Meta ordered to suspend Facebook EU data flows as it’s hit with €1.2BN privacy fine by Natasha Lomas originally published on TechCrunch

The government can’t seize your data — but it can buy it

When the Biden administration proposed new protections earlier this month to prevent law enforcement from demanding reproductive healthcare data from companies, they took a critical first step in protecting our personal data. But there remains a different, serious gap in data privacy that Congress needs to address.

While the Constitution prevents the government from compelling companies to turn over your sensitive data without due process, there are no laws or regulations stopping them from just buying it.

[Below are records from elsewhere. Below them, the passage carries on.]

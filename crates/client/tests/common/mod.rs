//! Shared harness for client integration tests.
//!
//! Runs a real coordinating server next to a tiny object server that serves
//! the in-memory storage's presigned URLs over HTTP.

use axum::Router;
use axum::body::Bytes;
use axum::extract::{Path, State};
use axum::http::{StatusCode, header};
use axum::response::{IntoResponse, Response};
use axum::routing::put;
use ferry_core::config::ServerConfig;
use ferry_core::hash::md5_hex;
use ferry_core::{StorageProvider, TokenClaims};
use ferry_metadata::{MetadataStore, NewStorageProvider, SqliteStore, StorageProviderRepo};
use ferry_server::{ServerHandle, StorageFactory};
use ferry_signer::{KeyPair, TokenSigner};
use ferry_storage::{MemoryStorage, Storage, StorageResult};
use std::sync::Arc;
use tempfile::TempDir;
use tokio::net::TcpListener;
use tokio_util::sync::CancellationToken;

#[allow(dead_code)]
pub const SCOPE: &str = "alice";
pub const PROVIDER_ID: &str = "p1";
pub const ACCESS_KEY_ID: &str = "AKID1";

/// Every provider maps to the same in-memory storage.
struct SharedStorage(MemoryStorage);

impl StorageFactory for SharedStorage {
    fn storage(&self, _provider: &StorageProvider) -> StorageResult<Arc<dyn Storage>> {
        Ok(Arc::new(self.0.clone()))
    }
}

async fn put_object(
    State(storage): State<MemoryStorage>,
    Path((bucket, key)): Path<(String, String)>,
    body: Bytes,
) -> Response {
    match storage.put_object(&bucket, &key, &body) {
        Ok(etag) => (StatusCode::OK, [(header::ETAG, etag)]).into_response(),
        Err(_) => StatusCode::INTERNAL_SERVER_ERROR.into_response(),
    }
}

async fn get_object(
    State(storage): State<MemoryStorage>,
    Path((bucket, key)): Path<(String, String)>,
) -> Response {
    match storage.get_object(&bucket, &key) {
        Some(body) => {
            let etag = format!("\"{}\"", md5_hex(&body));
            (StatusCode::OK, [(header::ETAG, etag)], body).into_response()
        }
        None => StatusCode::NOT_FOUND.into_response(),
    }
}

#[allow(dead_code)]
pub struct Harness {
    pub server: ServerHandle,
    pub metadata: Arc<dyn MetadataStore>,
    pub storage: MemoryStorage,
    pub signer: TokenSigner,
    objects: CancellationToken,
    _temp_dir: TempDir,
}

#[allow(dead_code)]
impl Harness {
    pub async fn start() -> Self {
        let listener = TcpListener::bind("127.0.0.1:0")
            .await
            .expect("Failed to bind object server");
        let addr = listener.local_addr().unwrap();
        let storage = MemoryStorage::new(ACCESS_KEY_ID).with_base_url(format!("http://{addr}"));

        let objects = CancellationToken::new();
        let router = Router::new()
            .route("/{bucket}/{*key}", put(put_object).get(get_object))
            .with_state(storage.clone());
        let stop = objects.clone();
        tokio::spawn(async move {
            axum::serve(listener, router)
                .with_graceful_shutdown(async move { stop.cancelled().await })
                .await
                .ok();
        });

        let temp_dir = tempfile::tempdir().expect("Failed to create temp directory");
        let store = SqliteStore::connect_and_migrate(temp_dir.path().join("ledger.db"))
            .await
            .expect("Failed to create metadata store");
        store
            .add_storage_provider(&NewStorageProvider {
                id: PROVIDER_ID.to_string(),
                endpoint: addr.to_string(),
                region: "us-east-1".to_string(),
                access_key_id: ACCESS_KEY_ID.to_string(),
                secret_access_key: "secret".to_string(),
                bucket_location_constraint: None,
                download_url_template: None,
            })
            .await
            .expect("Failed to add provider");
        let metadata: Arc<dyn MetadataStore> = Arc::new(store);

        let signer = TokenSigner::new(KeyPair::generate("test"));
        let server = ServerHandle::start(
            ServerConfig::for_testing(),
            metadata.clone(),
            signer.verifier(),
            Arc::new(SharedStorage(storage.clone())),
        )
        .await
        .expect("Failed to start server");

        Self {
            server,
            metadata,
            storage,
            signer,
            objects,
            _temp_dir: temp_dir,
        }
    }

    pub fn endpoint(&self) -> String {
        format!("http://{}", self.server.local_addr())
    }

    pub fn upload_token(&self) -> String {
        self.signer
            .sign(&TokenClaims::upload(SCOPE, PROVIDER_ID))
            .unwrap()
    }

    pub fn download_token(&self) -> String {
        self.signer.sign(&TokenClaims::download()).unwrap()
    }
}

impl Drop for Harness {
    fn drop(&mut self) {
        self.server.shutdown();
        self.objects.cancel();
    }
}
/// Combined metadata store trait.
#[async_trait]
pub trait MetadataStore: FileRepo + PartRepo + StorageProviderRepo + Send + Sync {
    /// Create the schema. Only `synchronize` calls this; coordinators expect
    /// the tables to exist already.
    async fn migrate(&self) -> MetadataResult<()>;

    /// Check database connectivity and health.
    async fn health_check(&self) -> MetadataResult<()>;

    /// Whether the file has a size, a checksum, and completed parts covering
    /// every byte.
    async fn is_file_complete(&self, file: &FileRow) -> MetadataResult<bool> {
        let (Some(size), Some(_)) = (file.size(), file.checksum_sha256.as_ref()) else {
            return Ok(false);
        };
        let ranges = self.get_completed_ranges(file.file_id).await?;
        is_fully_covered(&ranges, size).map_err(|e| {
            MetadataError::Internal(format!("ledger ranges of {} are inconsistent: {e}", file.path))
        })
    }
}

/// SQLite-based metadata store.
pub struct SqliteStore {
    pool: Pool<Sqlite>,
}

impl SqliteStore {
    /// Open (or create) the database file. Does not create the schema.
    pub async fn connect(path: impl AsRef<Path>) -> MetadataResult<Self> {
        let path = path.as_ref();
        let in_memory = path.as_os_str() == ":memory:";

        if !in_memory
            && let Some(parent) = path.parent()
            && !parent.as_os_str().is_empty()
        {
            std::fs::create_dir_all(parent)?;
        }

        let opts = SqliteConnectOptions::from_str(&format!("sqlite:{}?mode=rwc", path.display()))?
            .create_if_missing(true)
            .journal_mode(sqlx::sqlite::SqliteJournalMode::Wal)
            .synchronous(sqlx::sqlite::SqliteSynchronous::Normal)
            .foreign_keys(true)
            .busy_timeout(Duration::from_secs(5));

        let pool = SqlitePoolOptions::new()
            // One connection serializes every transaction, which is the
            // isolation the ledger relies on.
            .max_connections(1)
            .connect_with(opts)
            .await?;

        Ok(Self { pool })
    }

    /// Open and create the schema in one step. Intended for tests and
    /// `synchronize`.
    pub async fn connect_and_migrate(path: impl AsRef<Path>) -> MetadataResult<Self> {
        let store = Self::connect(path).await?;
        store.migrate().await?;
        Ok(store)
    }

    /// Get a reference to the connection pool.
    pub fn pool(&self) -> &Pool<Sqlite> {
        &self.pool
    }
}

#[async_trait]
impl MetadataStore for SqliteStore {
    async fn migrate(&self) -> MetadataResult<()> {
        sqlx::query(SCHEMA_SQL).execute(&self.pool).await?;
        tracing::info!("sqlite schema synchronized");
        Ok(())
    }

    async fn health_check(&self) -> MetadataResult<()> {
        sqlx::query("SELECT 1").execute(&self.pool).await?;
        Ok(())
    }
}
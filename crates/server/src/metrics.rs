//! Prometheus metrics for the ferry server.
//!
//! Counters cover part admission, completion and verification on the upload
//! side, and object deletion and job broadcast on the download side.

use axum::http::StatusCode;
use axum::response::IntoResponse;
use prometheus::{
    Encoder, Histogram, HistogramOpts, IntCounter, IntCounterVec, IntGaugeVec, Opts, Registry,
    TextEncoder,
};
use std::sync::{LazyLock, Once};

/// Global Prometheus registry for all metrics.
pub static REGISTRY: LazyLock<Registry> = LazyLock::new(Registry::new);

pub static PARTS_ADMITTED: LazyLock<IntCounter> = LazyLock::new(|| {
    IntCounter::new(
        "ferry_parts_admitted_total",
        "Parts admitted for upload and handed a signed URL",
    )
    .expect("metric creation failed")
});

pub static PARTS_SKIPPED: LazyLock<IntCounter> = LazyLock::new(|| {
    IntCounter::new(
        "ferry_parts_skipped_total",
        "Part announcements answered with upload-exists",
    )
    .expect("metric creation failed")
});

pub static PARTS_COMPLETED: LazyLock<IntCounter> = LazyLock::new(|| {
    IntCounter::new("ferry_parts_completed_total", "Parts reported complete")
        .expect("metric creation failed")
});

pub static FILES_COMPLETED: LazyLock<IntCounter> = LazyLock::new(|| {
    IntCounter::new(
        "ferry_files_completed_total",
        "Files whose completed parts cover every byte",
    )
    .expect("metric creation failed")
});

pub static FILES_VERIFIED: LazyLock<IntCounter> = LazyLock::new(|| {
    IntCounter::new(
        "ferry_files_verified_total",
        "Files confirmed by a whole-file SHA-256 check",
    )
    .expect("metric creation failed")
});

pub static OBJECTS_DELETED: LazyLock<IntCounterVec> = LazyLock::new(|| {
    IntCounterVec::new(
        Opts::new(
            "ferry_objects_deleted_total",
            "Transient storage objects deleted",
        ),
        &["reason"],
    )
    .expect("metric creation failed")
});

pub static DOWNLOAD_JOBS_BROADCAST: LazyLock<IntCounter> = LazyLock::new(|| {
    IntCounter::new(
        "ferry_download_jobs_broadcast_total",
        "Download jobs acknowledged by at least one subscriber",
    )
    .expect("metric creation failed")
});

pub static RECONCILE_RUNS: LazyLock<IntCounter> = LazyLock::new(|| {
    IntCounter::new("ferry_reconcile_runs_total", "Reconciliation passes run")
        .expect("metric creation failed")
});

pub static RECONCILE_ERRORS: LazyLock<IntCounter> = LazyLock::new(|| {
    IntCounter::new(
        "ferry_reconcile_errors_total",
        "Objects or providers skipped because of an error during reconciliation",
    )
    .expect("metric creation failed")
});

pub static RECONCILE_DURATION: LazyLock<Histogram> = LazyLock::new(|| {
    Histogram::with_opts(
        HistogramOpts::new(
            "ferry_reconcile_duration_seconds",
            "Time taken by one reconciliation pass",
        )
        .buckets(vec![0.01, 0.05, 0.1, 0.5, 1.0, 5.0, 15.0, 60.0, 300.0]),
    )
    .expect("metric creation failed")
});

pub static ACTIVE_SESSIONS: LazyLock<IntGaugeVec> = LazyLock::new(|| {
    IntGaugeVec::new(
        Opts::new("ferry_active_sessions", "Open duplex sessions"),
        &["role"],
    )
    .expect("metric creation failed")
});

static REGISTER_ONCE: Once = Once::new();

/// Register all metrics with the global registry.
pub fn register_metrics() {
    REGISTER_ONCE.call_once(|| {
        let collectors: Vec<Box<dyn prometheus::core::Collector>> = vec![
            Box::new(PARTS_ADMITTED.clone()),
            Box::new(PARTS_SKIPPED.clone()),
            Box::new(PARTS_COMPLETED.clone()),
            Box::new(FILES_COMPLETED.clone()),
            Box::new(FILES_VERIFIED.clone()),
            Box::new(OBJECTS_DELETED.clone()),
            Box::new(DOWNLOAD_JOBS_BROADCAST.clone()),
            Box::new(RECONCILE_RUNS.clone()),
            Box::new(RECONCILE_ERRORS.clone()),
            Box::new(RECONCILE_DURATION.clone()),
            Box::new(ACTIVE_SESSIONS.clone()),
        ];
        for collector in collectors {
            REGISTRY
                .register(collector)
                .expect("metric registration failed");
        }
    });
}

/// Handler for `GET /metrics`.
pub async fn metrics_handler() -> impl IntoResponse {
    let encoder = TextEncoder::new();
    let metric_families = REGISTRY.gather();

    let mut buffer = Vec::new();
    match encoder.encode(&metric_families, &mut buffer) {
        Ok(()) => (
            StatusCode::OK,
            [("content-type", "text/plain; version=0.0.4; charset=utf-8")],
            buffer,
        ),
        Err(e) => (
            StatusCode::INTERNAL_SERVER_ERROR,
            [("content-type", "text/plain; charset=utf-8")],
            format!("Failed to encode metrics: {e}").into_bytes(),
        ),
    }
}

/// Count a deleted transient object.
pub fn record_deletion(reason: &str) {
    OBJECTS_DELETED.with_label_values(&[reason]).inc();
}

#[cfg(test)]
mod tests {
    use super::*;

    #[test]
    fn test_metrics_registration() {
        register_metrics();
        register_metrics();
        record_deletion("orphaned");
        let mut buffer = Vec::new();
        TextEncoder::new()
            .encode(&REGISTRY.gather(), &mut buffer)
            .unwrap();
        let text = String::from_utf8(buffer).unwrap();
        assert!(text.contains("ferry_objects_deleted_total{reason=\"orphaned\"}"));
    }
}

And the U.S. government has been buying private data for years.

Despite Supreme Court rulings that the government can’t acquire sensitive personal data like your location without a warrant, sketchy data brokers can and do sell this information directly to the government. They’re exploiting a loophole in our constitutional protections against surveillance: Because this data is sold on the open market, the government doesn’t need to compel anyone to provide it. They can simply purchase it without any oversight or legal ramifications.

Congress needs to ban the government from buying up sensitive geolocation data entirely — not just preventing its seizure. So long as agencies and law enforcement can legally purchase this sensitive information from data brokers, constitutional limits on the government’s ability to seize this data mean next to nothing.

The FBI, the military, and several other government and regulatory agencies are frequent customers of these data brokers both domestically and abroad. The data they purchase gives them alarming amounts of power to gather sensitive information from large groups of people.

The biggest victims of government surveillance are often marginalized communities. For example, the military purchased sensitive geolocation data gathered from a Muslim prayer app and a Muslim dating app in order to track users. The broker that sold the user geolocation data, Locate X, boasts of being “widely used” by the military, intelligence agencies and several levels of law enforcement. Immigration and Customs Enforcement (ICE) has also drawn criticism for purchasing user data in order to track migrants and skirt sanctuary laws.

Even the National Guard is taking advantage of the surveillance loophole, purchasing data to target and recruit high schoolers. And the FBI buys geolocation data to track millions of phones — all without needing a warrant.

We’ve already seen the potentially damaging consequences of private data and tracking being used by employers and landlords to the detriment of workers or tenants. Putting that information in the hands of government bodies whose decisions hold the weight of law presents an even more serious issue.

Government agencies are often resistant to disclosing how they use privately purchased data for law enforcement operations, but such purchases allow them to skirt surveillance restrictions put in place to protect our civil rights. Police departments have been circumventing facial recognition bans by going to third-party vendors for their facial recognition search results. In 2018, ICE claimed to make an arrest and deportation from a “routine traffic stop,” but had also coincidentally purchased specific cellular phone tower data that could have helped make the arrest.

To make matters worse, the data being sold to these powerful institutions may not even be accurate. In addition to being vulnerable to hacking, information from data brokers often relies on discriminatory algorithms and biases and can still often mistake your age, ethnicity and religion when creating profiles. When the government takes law enforcement action based on inaccurate data, the rights of all Americans are put at risk.

Biden’s proposed protection for reproductive health data is a step in the right direction, but it’s not nearly enough on its own. Congress must ban the government purchase of sensitive location data and address this huge loophole in data privacy — because so long as your information is up for sale, the government will keep buying it.